If you’re interested in starting a yoga practice but cannot physically attend classes or have someone guide you, working out from home may be a little intimidating. Here’s all you need to know to safely learn your cobras and down dogs.
Focus on the Basics
Whether you’re regularly working out and staying active with other types of training routines or not, yoga will be new and challenging for your body. Even if you don’t believe it. That’s why you have to approach it as the hardest activity you are about to do and start with the bare basics.
Learn how to use your breath and focus first, and let the movement come second. Yoga is special in the sense that your inhales and exhales matter most, guiding your movements every step of the way. We’re used to holding our breath through poses that are challenging for us, and yoga teaches us how to breathe through them and learn to reap the most benefits.
Study Alignment
Once you’ve started following your breath and inner focus, find online beginner classes and learn the basic poses from sun salutations and basic forward folds to backbends and twists. Learn how each pose is called and study its alignment. It might be hard to copy what the person on the screen is doing, if you don’t even know how it should feel in your body.
Luckily, there are tons of great resources you can browse online and learn how each pose needs to look, feel, and be modified for a beginner. Proper alignment and technique are key in every fitness activity as they minimize the risk of injury and inflammation.
Learn how the basic poses are named as well, so you don’t always have to look at the screen when the teacher calls for one. It might completely throw you off balance, mess up your alignment, or have you twist your neck in weird positions that put a lot of strain on your muscles and joints.

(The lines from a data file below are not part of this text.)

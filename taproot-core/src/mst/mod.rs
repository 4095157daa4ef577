//! Minimum spanning tree (MST) construction.
//!
//! Three engines share one output type:
//!
//! - [`kruskal`]: sorts the edges ascending and accepts every edge joining
//!   two union-find components.
//! - [`prim`]: the naive `O(V·E)` scan over every crossing edge, kept for
//!   cross-checking on small graphs.
//! - [`prim_heap`]: a lazy-deletion heap fringe, `O(E log V)`.
//!
//! Both Prim variants accept a [`TieBreak`]. [`TieBreak::Shallow`] prefers,
//! among equally light candidates, the one whose new endpoint has the most
//! adjacency entries. It is a greedy proxy for a shallower tree and never
//! changes the total cost.
//!
//! Every engine checks connectivity before it starts and fails with
//! [`MstError::DisconnectedGraph`] rather than returning a forest. The Prim
//! engines read the adjacency list as given, so on a directed list they also
//! require every node to be reachable from the start node
//! ([`MstError::UnreachableNodes`]).

mod kruskal;
mod prim;

use thiserror::Error;
use tracing::instrument;

use crate::{
    AdjacencyList, DisjointSet, DisjointSetError, Edge, GraphError, HeapError, Orientation,
    SearchOrder, Weighting, count_components, edge::total_weight, error::define_error_codes,
    label_node_search,
};

pub use self::{
    kruskal::{EdgeSort, kruskal},
    prim::{TieBreak, prim, prim_heap},
};

/// Errors returned while computing a minimum spanning tree.
#[derive(Clone, Debug, Error, PartialEq)]
#[non_exhaustive]
pub enum MstError {
    /// The caller requested an MST for an empty graph.
    #[error("cannot compute an MST for an empty graph")]
    EmptyGraph,
    /// An edge or start node referenced a node id that is not present.
    #[error("node {node} is out of range for node_count {node_count}")]
    InvalidNodeId {
        /// The invalid node id.
        node: usize,
        /// The number of nodes in the graph.
        node_count: usize,
    },
    /// An edge contained a non-finite weight.
    #[error("edge ({left}, {right}) has non-finite weight")]
    NonFiniteWeight {
        /// The first endpoint id.
        left: usize,
        /// The second endpoint id.
        right: usize,
    },
    /// The graph has more than one connected component.
    #[error("graph is disconnected ({components} components); a spanning tree needs exactly one")]
    DisconnectedGraph {
        /// Number of connected components found.
        components: usize,
    },
    /// The adjacency list is weakly connected, but its edge directions leave
    /// some nodes unreachable from the start node.
    #[error("{unreached} nodes cannot be reached from start node {start}")]
    UnreachableNodes {
        /// The start node.
        start: usize,
        /// Number of nodes the start node cannot reach.
        unreached: usize,
    },
    /// Edges declared as presorted were not in ascending weight order.
    #[error("edges are not sorted by ascending weight at index {index}")]
    UnsortedEdges {
        /// Index of the first edge lighter than its predecessor.
        index: usize,
    },
    /// The heap fringe was used inconsistently.
    #[error(transparent)]
    Heap(#[from] HeapError),
    /// The union-find used for cycle detection rejected an operation.
    #[error(transparent)]
    DisjointSet(#[from] DisjointSetError),
}

impl From<GraphError> for MstError {
    fn from(error: GraphError) -> Self {
        match error {
            GraphError::EmptyEdgeList => Self::EmptyGraph,
            GraphError::InvalidNodeId { node, node_count } => {
                Self::InvalidNodeId { node, node_count }
            }
            GraphError::NonFiniteWeight {
                source_node,
                target,
            } => Self::NonFiniteWeight {
                left: source_node,
                right: target,
            },
        }
    }
}

define_error_codes! {
    /// Stable codes describing [`MstError`] variants.
    enum MstErrorCode for MstError {
        /// The caller requested an MST for an empty graph.
        EmptyGraph => EmptyGraph => "MST_EMPTY_GRAPH",
        /// An edge or start node referenced a node id that is not present.
        InvalidNodeId => InvalidNodeId { .. } => "MST_INVALID_NODE_ID",
        /// An edge contained a non-finite weight.
        NonFiniteWeight => NonFiniteWeight { .. } => "MST_NON_FINITE_WEIGHT",
        /// The graph has more than one connected component.
        DisconnectedGraph => DisconnectedGraph { .. } => "MST_DISCONNECTED_GRAPH",
        /// Edge directions leave nodes unreachable from the start node.
        UnreachableNodes => UnreachableNodes { .. } => "MST_UNREACHABLE_NODES",
        /// Edges declared as presorted were not in ascending weight order.
        UnsortedEdges => UnsortedEdges { .. } => "MST_UNSORTED_EDGES",
        /// The heap fringe was used inconsistently.
        HeapFailure => Heap(..) => "MST_HEAP_FAILURE",
        /// The union-find rejected an operation.
        DisjointSetFailure => DisjointSet(..) => "MST_DISJOINT_SET_FAILURE",
    }
}

/// MST engine selection.
#[derive(Clone, Copy, Debug, Default, Eq, PartialEq)]
pub enum MstAlgorithm {
    /// Sort plus union-find.
    Kruskal,
    /// Naive Prim scanning every crossing edge per step.
    Prim,
    /// Prim with a lazy-deletion heap fringe.
    #[default]
    PrimHeap,
}

/// Parameters for [`minimum_spanning_tree`].
#[derive(Clone, Copy, Debug, Default, Eq, PartialEq)]
pub struct MstOptions {
    /// Engine to run.
    pub algorithm: MstAlgorithm,
    /// Tie-break used by the Prim engines.
    pub tie_break: TieBreak,
    /// Edge ordering strategy used by Kruskal.
    pub edge_sort: EdgeSort,
    /// Start node used by the Prim engines.
    pub start: usize,
}

/// The undirected output of an MST engine.
#[derive(Clone, Debug, PartialEq)]
pub struct SpanningTree {
    node_count: usize,
    edges: Vec<Edge>,
    cost: f64,
}

impl SpanningTree {
    fn new(node_count: usize, edges: Vec<Edge>) -> Self {
        let cost = total_weight(&edges);
        Self {
            node_count,
            edges,
            cost,
        }
    }

    /// Returns the number of spanned nodes.
    #[must_use]
    #[rustfmt::skip]
    pub fn node_count(&self) -> usize { self.node_count }

    /// Returns the accepted edges in acceptance order.
    #[must_use]
    #[rustfmt::skip]
    pub fn edges(&self) -> &[Edge] { &self.edges }

    /// Returns the sum of accepted weights.
    #[must_use]
    #[rustfmt::skip]
    pub fn cost(&self) -> f64 { self.cost }

    /// Builds the undirected adjacency list of the tree.
    #[must_use]
    pub fn adjacency_list(&self) -> AdjacencyList {
        AdjacencyList::assemble(
            self.node_count,
            &self.edges,
            Orientation::Undirected,
            Weighting::Weighted,
        )
    }

    /// Consumes the tree, returning its edges.
    #[must_use]
    pub fn into_edges(self) -> Vec<Edge> {
        self.edges
    }
}

/// Computes a minimum spanning tree of the undirected graph
/// `(0..node_count, edges)` with the engine chosen in `options`.
///
/// # Errors
/// Returns [`MstError`] when the graph is empty or disconnected, when an edge
/// or the start node is out of range, or when a weight is non-finite.
///
/// # Examples
/// ```
/// use taproot_core::{Edge, MstAlgorithm, MstOptions, minimum_spanning_tree};
///
/// let edges = [
///     Edge::new(0, 1, 4.0),
///     Edge::new(1, 2, 1.0),
///     Edge::new(0, 2, 2.0),
/// ];
/// let options = MstOptions { algorithm: MstAlgorithm::Kruskal, ..MstOptions::default() };
/// let tree = minimum_spanning_tree(3, &edges, options)?;
/// assert_eq!(tree.cost(), 3.0);
/// assert_eq!(tree.edges().len(), 2);
/// # Ok::<(), taproot_core::MstError>(())
/// ```
#[instrument(
    name = "mst.dispatch",
    err,
    skip(edges),
    fields(edge_count = edges.len(), algorithm = ?options.algorithm),
)]
pub fn minimum_spanning_tree(
    node_count: usize,
    edges: &[Edge],
    options: MstOptions,
) -> Result<SpanningTree, MstError> {
    match options.algorithm {
        MstAlgorithm::Kruskal => kruskal(node_count, edges, options.edge_sort),
        MstAlgorithm::Prim | MstAlgorithm::PrimHeap => {
            validate_edges(node_count, edges)?;
            let adj = AdjacencyList::undirected(node_count, edges)?;
            if options.algorithm == MstAlgorithm::Prim {
                prim(&adj, options.start, options.tie_break)
            } else {
                prim_heap(&adj, options.start, options.tie_break)
            }
        }
    }
}

/// Rejects empty graphs, out-of-range endpoints and non-finite weights.
fn validate_edges(node_count: usize, edges: &[Edge]) -> Result<(), MstError> {
    if node_count == 0 {
        return Err(MstError::EmptyGraph);
    }
    for edge in edges {
        for node in [edge.source(), edge.target()] {
            if node >= node_count {
                return Err(MstError::InvalidNodeId { node, node_count });
            }
        }
        if !edge.weight().is_finite() {
            return Err(MstError::NonFiniteWeight {
                left: edge.source(),
                right: edge.target(),
            });
        }
    }
    Ok(())
}

fn ensure_connected(node_count: usize, edges: &[Edge]) -> Result<(), MstError> {
    match count_components(node_count, edges)? {
        1 => Ok(()),
        components => Err(MstError::DisconnectedGraph { components }),
    }
}

/// Validates an adjacency list for the Prim engines: non-empty, finite
/// weights, valid start node and every node reachable from `start`.
fn validate_adjacency(adj: &AdjacencyList, start: usize) -> Result<(), MstError> {
    let node_count = adj.node_count();
    if node_count == 0 {
        return Err(MstError::EmptyGraph);
    }
    if start >= node_count {
        return Err(MstError::InvalidNodeId {
            node: start,
            node_count,
        });
    }
    ensure_finite(adj)?;
    let labels = label_node_search(adj, start, None, SearchOrder::Breadth)?;
    let unreached = labels
        .iter()
        .enumerate()
        .filter(|&(node, label)| node != start && label.is_none())
        .count();
    if unreached == 0 {
        return Ok(());
    }
    Err(disconnection(adj, start, unreached)?)
}

fn ensure_finite(adj: &AdjacencyList) -> Result<(), MstError> {
    for node in 0..adj.node_count() {
        if let Some(entry) = adj
            .neighbours(node)
            .iter()
            .find(|entry| !entry.weight().is_finite())
        {
            return Err(MstError::NonFiniteWeight {
                left: node,
                right: entry.node(),
            });
        }
    }
    Ok(())
}

/// Classifies a failed reachability check: several weak components, or one
/// component whose edge directions strand `unreached` nodes.
fn disconnection(adj: &AdjacencyList, start: usize, unreached: usize) -> Result<MstError, MstError> {
    let node_count = adj.node_count();
    let mut set = DisjointSet::new(node_count);
    let mut components = node_count;
    for node in 0..node_count {
        for entry in adj.neighbours(node) {
            if set.union_nodes(node, entry.node())? {
                components -= 1;
            }
        }
    }
    Ok(if components > 1 {
        MstError::DisconnectedGraph { components }
    } else {
        MstError::UnreachableNodes { start, unreached }
    })
}

#[cfg(test)]
mod property;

Learning beforehand sets you up for success, every time.
Get Proper Equipment
Invest in a good grippy mat that won’t have you slipping all over the place when you get sweaty. Some pretty great ones are on the market, like Liforme, Alo Yoga, or Lululemon, so take your pick (and color). Combine it with a good yoga towel that can absorb your sweat and help you be as stable and safe as possible.
Dress up in comfy and stretchy material that won’t get in the way of your practice. Yoga has a lot of up and down movements that can easily bring your shirt over your head and roll down your leggings around the waist. Find something that feels like a second skin and doesn’t suffocate you, but also doesn’t try to slip off when you get in down dog.
Get yourself a yoga block and a strap, so you can easily access and work on the poses that you’re not flexible enough for yet. These accessories exist for a reason, and it’s to help you build up strength and flexibility, as well as increase your range of motion.

Be Patient with Yourself
Starting something new is always fun and challenging, but it can also be intimidating and frustrating if you feel like you’re not progressing as fast as you would want to. Yoga is all about the mind and how to train yourself to become more patient and let things flow at their natural pace.
Grabbing your foot in the extended foot-to-toe pose or touching your head with your feet in king pigeon isn’t something that can be achieved overnight. It takes a ton of practice and adjustments from all different kinds of muscles for your body to open up a certain way and allow the progress to happen.
That’s why yoga is so well-balanced, as there aren’t any isolated movements. Everything you do includes the entire body; every muscle and every joint play their part. Proper alignment places them in the right spot and boom, after months and months (sometimes years) of practice, with the right muscles stretched the right amount and with the right joints expanded their range of motion at the right angle, and you’ve managed to get into the advanced pose without an ounce of struggle.
These kinds of breakthroughs only happen if you don’t force the moves and don’t overuse the wrong muscles, which are trying hard to overcompensate for the right ones that are simply not on that level of flexibility yet.
Be patient with yourself, respect your body’s boundaries, and if you’re dealing with injuries or other types of restrictions like pregnancy, work around them instead of against them, and little by little, your progress will be noticeable.
Be Consistent
As with everything in life, consistency is key. Don’t expect to see much progress if you’re only sticking to yoga once every two weeks. Start moving your body with your breath at least two to three times a week and feel yourself loosen up, your spine getting more flexible, and your moves becoming easier and lighter.
Carve out the time in your week for your yoga practice and stick to the schedule. As the great Sri K Pattabhi Jois used to say, “Practice, practice, practice, and all is coming.”
Starting yoga from scratch can seem hard to do if you don’t have someone correcting you and guiding you along the way. These tips will make it less intimidating and easier than you thought, leaving only space for the real transformation to begin.